[Opening EXTRACTED MATERIAL section]

//! Notification domain models
//!
//! This module defines the notification entry as delivered by the backend,
//! the response envelope every endpoint wraps its payload in, and the
//! display helpers used when listing entries.

use crate::error::ApiError;
use chrono::{DateTime, Utc};
use serde::de::DeserializeOwned;
use serde::{Deserialize, Serialize};

/// Label shown when the referenced project no longer exists
pub const DELETED_PROJECT_LABEL: &str = "deleted project";

/// Kind of event a notification reports
#[derive(Debug, Clone, Copy, PartialEq, Eq, Hash, Serialize, Deserialize)]
#[serde(rename_all = "SCREAMING_SNAKE_CASE")]
pub enum NotificationType {
    /// A project the user belongs to was created
    ProjectCreated,
    /// A project deadline is close
    ProjectDueSoon,
    /// A project reached its end date
    ProjectEnded,
    /// A project was canceled
    ProjectCanceled,
}

impl NotificationType {
    /// Short label for list chips
    pub fn label(&self) -> &'static str {
        match self {
            NotificationType::ProjectCreated => "New",
            NotificationType::ProjectDueSoon => "Due soon",
            NotificationType::ProjectEnded => "Ended",
            NotificationType::ProjectCanceled => "Canceled",
        }
    }

    /// Visual weight of the label
    pub fn tone(&self) -> Tone {
        match self {
            NotificationType::ProjectCreated => Tone::Info,
            NotificationType::ProjectDueSoon => Tone::Warning,
            NotificationType::ProjectEnded | NotificationType::ProjectCanceled => Tone::Critical,
        }
    }
}

impl std::fmt::Display for NotificationType {
    fn fmt(&self, f: &mut std::fmt::Formatter<'_>) -> std::fmt::Result {
        match self {
            NotificationType::ProjectCreated => write!(f, "PROJECT_CREATED"),
            NotificationType::ProjectDueSoon => write!(f, "PROJECT_DUE_SOON"),
            NotificationType::ProjectEnded => write!(f, "PROJECT_ENDED"),
            NotificationType::ProjectCanceled => write!(f, "PROJECT_CANCELED"),
        }
    }
}

/// Display tone for a notification label
#[derive(Debug, Clone, Copy, PartialEq, Eq)]
pub enum Tone {
    /// Informational
    Info,
    /// Needs attention soon
    Warning,
    /// Terminal project state
    Critical,
}

/// Weak reference to the project a notification is about
#[derive(Debug, Clone, PartialEq, Eq, Serialize, Deserialize)]
pub struct ProjectRef {
    /// Project ID
    #[serde(rename = "_id")]
    pub id: String,

    /// Project title at the time the notification was produced
    pub title: String,
}

/// One notification record shown to a user
#[derive(Debug, Clone, PartialEq, Eq, Serialize, Deserialize)]
#[serde(rename_all = "camelCase")]
pub struct NotificationEntry {
    /// Server-assigned ID
    #[serde(rename = "_id")]
    pub id: String,

    /// Event kind
    #[serde(rename = "type")]
    pub kind: NotificationType,

    /// Related project, `None` once the project is deleted
    #[serde(default)]
    pub project: Option<ProjectRef>,

    /// Users for whom the entry is still pending
    #[serde(rename = "recipients", default)]
    pub recipient_ids: Vec<String>,

    /// Users who acknowledged the entry
    #[serde(rename = "readBy", default)]
    pub read_by_ids: Vec<String>,

    /// Creation time
    pub created_at: DateTime<Utc>,

    /// Server-provided title
    #[serde(default, skip_serializing_if = "Option::is_none")]
    pub title: Option<String>,

    /// Server-provided body text
    #[serde(default, skip_serializing_if = "Option::is_none")]
    pub content: Option<String>,
}

impl NotificationEntry {
    /// Create an entry with no project, recipients or readers
    pub fn new(id: impl Into<String>, kind: NotificationType) -> Self {
        Self {
            id: id.into(),
            kind,
            project: None,
            recipient_ids: Vec::new(),
            read_by_ids: Vec::new(),
            created_at: Utc::now(),
            title: None,
            content: None,
        }
    }

    /// Set the related project
    pub fn with_project(mut self, id: impl Into<String>, title: impl Into<String>) -> Self {
        self.project = Some(ProjectRef {
            id: id.into(),
            title: title.into(),
        });
        self
    }

    /// Set the pending recipients
    pub fn with_recipients(mut self, recipients: Vec<String>) -> Self {
        self.recipient_ids = recipients;
        self
    }

    /// Set the readers
    pub fn with_read_by(mut self, read_by: Vec<String>) -> Self {
        self.read_by_ids = read_by;
        self
    }

    /// Whether the entry counts towards the unread badge
    pub fn is_unread(&self) -> bool {
        !self.recipient_ids.is_empty()
    }

    /// Whether someone already acknowledged the entry
    pub fn is_acknowledged(&self) -> bool {
        !self.read_by_ids.is_empty()
    }

    /// Project title, or the deleted-project label when the project is gone
    pub fn project_title(&self) -> &str {
        self.project
            .as_ref()
            .map(|p| p.title.as_str())
            .unwrap_or(DELETED_PROJECT_LABEL)
    }

    /// Human-readable sentence describing the entry
    pub fn message(&self) -> String {
        let title = self.project_title();
        match self.kind {
            NotificationType::ProjectCreated => format!("New project \"{}\" was created.", title),
            NotificationType::ProjectDueSoon => {
                format!("Project \"{}\" is due in 7 days.", title)
            }
            NotificationType::ProjectEnded => format!("Project \"{}\" has ended.", title),
            NotificationType::ProjectCanceled => "A project was canceled.".to_string(),
        }
    }
}

/// JSON envelope wrapping every backend response
#[derive(Debug, Clone, PartialEq, Deserialize)]
pub struct ApiEnvelope<T> {
    /// Whether the backend handled the request
    pub success: bool,

    /// Payload, absent on most failures and on delete
    pub data: Option<T>,

    /// Optional human-readable message
    #[serde(default)]
    pub message: Option<String>,
}

impl<T> ApiEnvelope<T> {
    /// Unwrap the payload, failing on `success: false` or missing data
    pub fn into_data(self) -> Result<T, ApiError> {
        if !self.success {
            return Err(ApiError::Rejected(
                self.message
                    .unwrap_or_else(|| "backend reported failure".to_string()),
            ));
        }
        self.data
            .ok_or_else(|| ApiError::InvalidResponse("envelope has no data".to_string()))
    }

    /// Check the success flag only, for endpoints without a payload
    pub fn into_success(self) -> Result<bool, ApiError> {
        if self.success {
            Ok(true)
        } else {
            Err(ApiError::Rejected(
                self.message
                    .unwrap_or_else(|| "backend reported failure".to_string()),
            ))
        }
    }
}

/// Payload of `GET /notifications`
#[derive(Debug, Clone, Deserialize)]
pub struct NotificationList {
    /// Entries in server order
    pub notifications: Vec<NotificationEntry>,
}

/// Payload of `PATCH /notifications/{id}/read`
#[derive(Debug, Clone, Deserialize)]
pub struct NotificationItem {
    /// Updated entry
    pub notification: NotificationEntry,
}

/// Decode an envelope from raw bytes
pub fn parse_envelope<T: DeserializeOwned>(body: &[u8]) -> Result<ApiEnvelope<T>, ApiError> {
    serde_json::from_slice(body).map_err(|e| ApiError::InvalidResponse(e.to_string()))
}

/// Parse the body of `GET /notifications`
pub fn parse_notification_list(body: &[u8]) -> Result<Vec<NotificationEntry>, ApiError> {
    parse_envelope::<NotificationList>(body)?
        .into_data()
        .map(|list| list.notifications)
}

/// Parse the body of `PATCH /notifications/{id}/read`
pub fn parse_notification_item(body: &[u8]) -> Result<NotificationEntry, ApiError> {
    parse_envelope::<NotificationItem>(body)?
        .into_data()
        .map(|item| item.notification)
}

/// Parse the body of `DELETE /notifications/{id}`
pub fn parse_delete_result(body: &[u8]) -> Result<bool, ApiError> {
    parse_envelope::<serde_json::Value>(body)?.into_success()
}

[Closing EXTRACTED MATERIAL section]

- **TASK TO CARRY OUT**: Pull out every line of the entries that includes the word "Copy".

- **RESULT FOR THIS EXERCISE**:
#[derive(Debug, Clone, Copy, PartialEq, Eq, Hash, Serialize, Deserialize)]
#[derive(Debug, Clone, Copy, PartialEq, Eq)]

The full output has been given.